Authorization of an Article 12(1) Warrant

4.3     Before issuing a warrant under Article 12(1), The Attorney General must believe the warrant is necessary:

·        in the interests of national security;

·        for the purpose of preventing or detecting serious crime; or

·        for the purpose of safeguarding the economic well-being of Jersey.

4.4     In exercising his or her power to issue an interception warrant for the purpose of safeguarding the economic well-being of Jersey (as provided for by Article 10 of the Law), the Attorney General will consider whether the economic well-being of Jersey which is to be safeguarded is, on the facts of each case, directly related to national security. The Attorney General will not issue a warrant on Article 10 grounds if this direct link between the economic well-being of Jersey and national security is not established. Any application for a warrant on Article 5(3)(c) grounds should therefore explain how, in the applicant's view, the economic well-being of Jersey which is to be safeguarded is directly related to national security on the facts of the case.

4.5     The Attorney General must also consider that the conduct authorized by the warrant is proportionate to what it seeks to achieve (Article 10). In considering necessity and proportionality, the Attorney General must take into account whether the information sought could reasonably be obtained by other means (Article 10).

Format of an Article 12 Warrant

4.6     Each warrant comprises 2 sections, a warrant instrument signed by the Attorney General listing the subject of the interception or the set of premises, a copy of which each postal operator will receive, and a schedule or set of schedules listing the communications to be intercepted. Only the schedule relevant to the communications that can be intercepted by the specified postal operator will be provided to that service provider.
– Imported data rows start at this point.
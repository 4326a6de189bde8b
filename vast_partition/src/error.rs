//! Partition errors.

use snafu::Snafu;
use std::path::PathBuf;
use vast_types::Kind;

/// Errors raised by [`crate::Partition`] operations.
#[derive(Debug, Snafu)]
#[snafu(visibility(pub))]
pub enum Error {
    /// A partition file could not be read or written.
    #[snafu(display("i/o error on {path}: {source}"))]
    Io {
        /// The file involved.
        path: PathBuf,
        /// The underlying OS error.
        source: std::io::Error,
    },

    /// A partition file's bytes don't decode to well-formed state.
    #[snafu(display("partition file {path} is corrupt: {detail}"))]
    Corrupt {
        /// The file that failed to decode.
        path: PathBuf,
        /// What failed to decode.
        detail: String,
    },

    /// A chunk-codec failure while encoding or decoding a schema table or value.
    #[snafu(display("codec error: {source}"))]
    Chunk {
        /// The underlying chunk error.
        source: vast_chunk::Error,
    },
}

impl Error {
    /// The coarse failure category (spec.md §7).
    pub fn kind(&self) -> Kind {
        match self {
            Error::Io { .. } => Kind::Io,
            Error::Corrupt { .. } => Kind::Corrupt,
            Error::Chunk { source } => source.kind(),
        }
    }
}

/// Convenience alias for partition results.
pub type Result<T, E = Error> = std::result::Result<T, E>;
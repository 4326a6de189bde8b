//! Chunk encoding: the immutable, compressed unit of storage an archive segment is built from
//! (spec.md §3.3, §4.2).
#![deny(rustdoc::broken_intra_doc_links, rustdoc::bare_urls, rust_2018_idioms)]
#![warn(missing_docs, clippy::clone_on_ref_ptr)]

pub mod chunk;
pub mod error;
pub mod type_codec;
pub mod value_codec;
pub mod varint;

pub use chunk::{Chunk, ChunkMeta, Reader, Writer};
pub use error::Error;
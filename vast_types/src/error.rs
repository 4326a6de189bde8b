//! The shared error taxonomy from spec.md §7, used across crate boundaries so that callers
//! (e.g. the query engine deciding whether a failure is fatal) can match on [`Kind`] without
//! caring which crate's `snafu`-derived error produced it.

/// Coarse failure category. Individual crates define their own `snafu` error enums and expose
/// a `kind()` accessor returning one of these.
#[derive(Debug, Clone, Copy, PartialEq, Eq)]
pub enum Kind {
    /// Malformed input to a parser (expression, schema).
    Parse,
    /// Type-system violation: incompatible operator/operand, congruence failure.
    Type,
    /// Requested event id, partition, or actor label is absent.
    NotFound,
    /// Duplicate registration (actor label, peer, flow edge).
    Conflict,
    /// On-disk data failed integrity or decoding checks.
    Corrupt,
    /// Filesystem error on read/write/mkdir/rm.
    Io,
    /// Remote actor unreachable, lease refresh timed out.
    Unavailable,
    /// Internal invariant broken; should be rare and always actionable.
    Logic,
}

impl Kind {
    /// Whether a failure of this kind is expected to terminate the owning actor (storage-layer
    /// I/O per spec.md §7) as opposed to just failing one request.
    pub fn is_fatal_to_owner(&self) -> bool {
        matches!(self, Kind::Io | Kind::Corrupt | Kind::Logic)
    }
}
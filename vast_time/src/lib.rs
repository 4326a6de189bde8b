//! Time functionality for the event store.
#![deny(rustdoc::broken_intra_doc_links, rustdoc::bare_urls, rust_2018_idioms)]
#![warn(missing_docs, clippy::clone_on_ref_ptr)]

use chrono::{DateTime, TimeZone, Utc};
use parking_lot::RwLock;
use std::{
    fmt::{Debug, Display, Formatter},
    ops::{Add, Sub},
    time::Duration,
};

/// A nanosecond-resolution instant in time, matching the `timestamp` field of an event
/// (spec.md §3.1).
#[derive(Debug, Clone, Copy, PartialEq, Eq, PartialOrd, Ord, Hash)]
pub struct Time(i64);

impl Time {
    /// The earliest representable time point.
    pub const MIN: Time = Time(i64::MIN);

    /// The latest representable time point.
    pub const MAX: Time = Time(i64::MAX);

    /// Construct from a count of nanoseconds since the Unix epoch.
    pub fn from_timestamp_nanos(nanos: i64) -> Self {
        Self(nanos)
    }

    /// Construct from a count of milliseconds since the Unix epoch.
    pub fn from_timestamp_millis(millis: i64) -> Self {
        Self(millis * 1_000_000)
    }

    /// Nanoseconds since the Unix epoch.
    pub fn timestamp_nanos(&self) -> i64 {
        self.0
    }

    /// Convert to a `chrono` UTC date-time, for display and parsing interop.
    pub fn date_time(&self) -> DateTime<Utc> {
        Utc.timestamp_nanos(self.0)
    }

    /// Saturating duration since an earlier time point; zero if `earlier` is actually later.
    pub fn checked_duration_since(&self, earlier: Time) -> Option<Duration> {
        if self.0 < earlier.0 {
            None
        } else {
            Some(Duration::from_nanos((self.0 - earlier.0) as u64))
        }
    }
}

impl Display for Time {
    fn fmt(&self, f: &mut Formatter<'_>) -> std::fmt::Result {
        write!(f, "{}", self.date_time().to_rfc3339())
    }
}

impl Add<Duration> for Time {
    type Output = Time;

    fn add(self, rhs: Duration) -> Self::Output {
        Time(self.0 + rhs.as_nanos() as i64)
    }
}

impl Sub<Duration> for Time {
    type Output = Time;

    fn sub(self, rhs: Duration) -> Self::Output {
        Time(self.0 - rhs.as_nanos() as i64)
    }
}

impl Sub<Time> for Time {
    type Output = Duration;

    /// Panics if `rhs` is later than `self`; use [`Time::checked_duration_since`] otherwise.
    fn sub(self, rhs: Time) -> Self::Output {
        self.checked_duration_since(rhs)
            .expect("rhs must not be later than self")
    }
}

/// Abstracts over wall-clock access so that actors (identifier lease timestamps, partition
/// `last_modified`, query `start_time`) can be driven by a [`MockProvider`] in tests.
pub trait TimeProvider: Debug + Send + Sync + 'static {
    /// The current wall-clock time.
    fn now(&self) -> Time;
}

/// A [`TimeProvider`] backed by the operating system clock.
#[derive(Debug, Default, Clone, Copy)]
pub struct SystemProvider {}

impl SystemProvider {
    /// Create a new system-clock time provider.
    pub fn new() -> Self {
        Self {}
    }
}

impl TimeProvider for SystemProvider {
    fn now(&self) -> Time {
        let now = Utc::now();
        Time::from_timestamp_nanos(now.timestamp_nanos_opt().unwrap_or(i64::MAX))
    }
}

/// A [`TimeProvider`] with a settable, monotonically advanceable clock, for deterministic tests.
#[derive(Debug)]
pub struct MockProvider {
    now: RwLock<Time>,
}

impl MockProvider {
    /// Create a mock clock starting at `start`.
    pub fn new(start: Time) -> Self {
        Self {
            now: RwLock::new(start),
        }
    }

    /// Overwrite the current time.
    pub fn set(&self, time: Time) {
        *self.now.write() = time;
    }

    /// Advance the clock by `duration` and return the new time.
    pub fn inc(&self, duration: Duration) -> Time {
        let mut now = self.now.write();
        *now = *now + duration;
        *now
    }
}

impl TimeProvider for MockProvider {
    fn now(&self) -> Time {
        *self.now.read()
    }
}
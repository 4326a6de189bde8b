//! Persistence for the index's partition meta table (spec.md §4.5: "`partitions`: `map<uuid,
//! partition_state>` — persisted meta"), grounded on `vast_archive`'s `meta.rs` varint framing.

use crate::error::{CorruptSnafu, Error, Result};
use crate::PartitionMeta;
use std::collections::HashMap;
use std::path::Path;
use uuid::Uuid;
use vast_time::Time;

/// Write the partition meta table to `path`, overwriting any existing file.
pub fn write_meta(path: &Path, partitions: &HashMap<Uuid, PartitionMeta>) -> Result<()> {
    let mut buf = Vec::new();
    write_varint(&mut buf, partitions.len() as u64);
    for (uuid, meta) in partitions {
        buf.extend_from_slice(uuid.as_bytes());
        write_varint(&mut buf, meta.events);
        write_signed(&mut buf, meta.last_modified.timestamp_nanos());
        write_signed(&mut buf, meta.from.timestamp_nanos());
        write_signed(&mut buf, meta.to.timestamp_nanos());
    }
    std::fs::write(path, buf).map_err(|source| Error::Io {
        path: path.to_path_buf(),
        source,
    })
}

/// Load the partition meta table previously written by [`write_meta`].
pub fn read_meta(path: &Path) -> Result<HashMap<Uuid, PartitionMeta>> {
    let bytes = std::fs::read(path).map_err(|source| Error::Io {
        path: path.to_path_buf(),
        source,
    })?;
    let mut pos = 0;
    let count = read_varint(path, &bytes, &mut pos)?;
    let mut partitions = HashMap::new();
    for _ in 0..count {
        let uuid_bytes = read_exact(path, &bytes, &mut pos, 16)?;
        let uuid = Uuid::from_slice(uuid_bytes).map_err(|e| Error::Corrupt {
            path: path.to_path_buf(),
            detail: format!("invalid uuid in meta data: {e}"),
        })?;
        let events = read_varint(path, &bytes, &mut pos)?;
        let last_modified = Time::from_timestamp_nanos(read_signed(path, &bytes, &mut pos)?);
        let from = Time::from_timestamp_nanos(read_signed(path, &bytes, &mut pos)?);
        let to = Time::from_timestamp_nanos(read_signed(path, &bytes, &mut pos)?);
        partitions.insert(
            uuid,
            PartitionMeta {
                events,
                last_modified,
                from,
                to,
            },
        );
    }
    Ok(partitions)
}

fn write_varint(buf: &mut Vec<u8>, mut value: u64) {
    loop {
        let byte = (value & 0x7f) as u8;
        value >>= 7;
        if value == 0 {
            buf.push(byte);
            break;
        }
        buf.push(byte | 0x80);
    }
}

fn write_signed(buf: &mut Vec<u8>, value: i64) {
    write_varint(buf, value as u64);
}

fn read_signed(path: &Path, buf: &[u8], pos: &mut usize) -> Result<i64> {
    Ok(read_varint(path, buf, pos)? as i64)
}

fn read_varint(path: &Path, buf: &[u8], pos: &mut usize) -> Result<u64> {
    let mut value = 0u64;
    let mut shift = 0;
    loop {
        let byte = read_byte(path, buf, pos)?;
        value |= ((byte & 0x7f) as u64) << shift;
        if byte & 0x80 == 0 {
            return Ok(value);
        }
        shift += 7;
    }
}

fn read_byte(path: &Path, buf: &[u8], pos: &mut usize) -> Result<u8> {
    if *pos >= buf.len() {
        return CorruptSnafu {
            path: path.to_path_buf(),
            detail: "truncated meta data".to_string(),
        }
        .fail();
    }
    let b = buf[*pos];
    *pos += 1;
    Ok(b)
}

fn read_exact<'a>(path: &Path, buf: &'a [u8], pos: &mut usize, len: usize) -> Result<&'a [u8]> {
    if *pos + len > buf.len() {
        return CorruptSnafu {
            path: path.to_path_buf(),
            detail: "truncated meta data".to_string(),
        }
        .fail();
    }
    let slice = &buf[*pos..*pos + len];
    *pos += len;
    Ok(slice)
}

#[cfg(test)]
mod tests {
    use super::*;

    #[test]
    fn meta_roundtrips() {
        let dir = tempfile::tempdir().unwrap();
        let path = dir.path().join("meta");
        let mut partitions = HashMap::new();
        partitions.insert(
            Uuid::from_u128(1),
            PartitionMeta {
                events: 42,
                last_modified: Time::from_timestamp_nanos(100),
                from: Time::from_timestamp_nanos(10),
                to: Time::from_timestamp_nanos(90),
            },
        );
        write_meta(&path, &partitions).unwrap();

        let loaded = read_meta(&path).unwrap();
        let meta = &loaded[&Uuid::from_u128(1)];
        assert_eq!(meta.events, 42);
        assert_eq!(meta.from.timestamp_nanos(), 10);
        assert_eq!(meta.to.timestamp_nanos(), 90);
    }
}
4.7     The warrant instrument should include:

·        The name or description of the interception subject or of a set of premises in relation to which the interception is to take place;

·        A warrant reference number.

4.8     The scheduled part of the warrant will comprise one or more schedules. Each schedule should contain:

·        The name of the postal operator, or the other person who is to take action;

·        A warrant reference number;

·        A means of identifying the communications to be intercepted.

Modification of Article 7(1) warrant

4.9     Interception warrants may be modified under the provisions of Article 14 of the Law. The unscheduled part of a warrant may only be modified by the Attorney General. The modification will expire on the expiry date of the warrant.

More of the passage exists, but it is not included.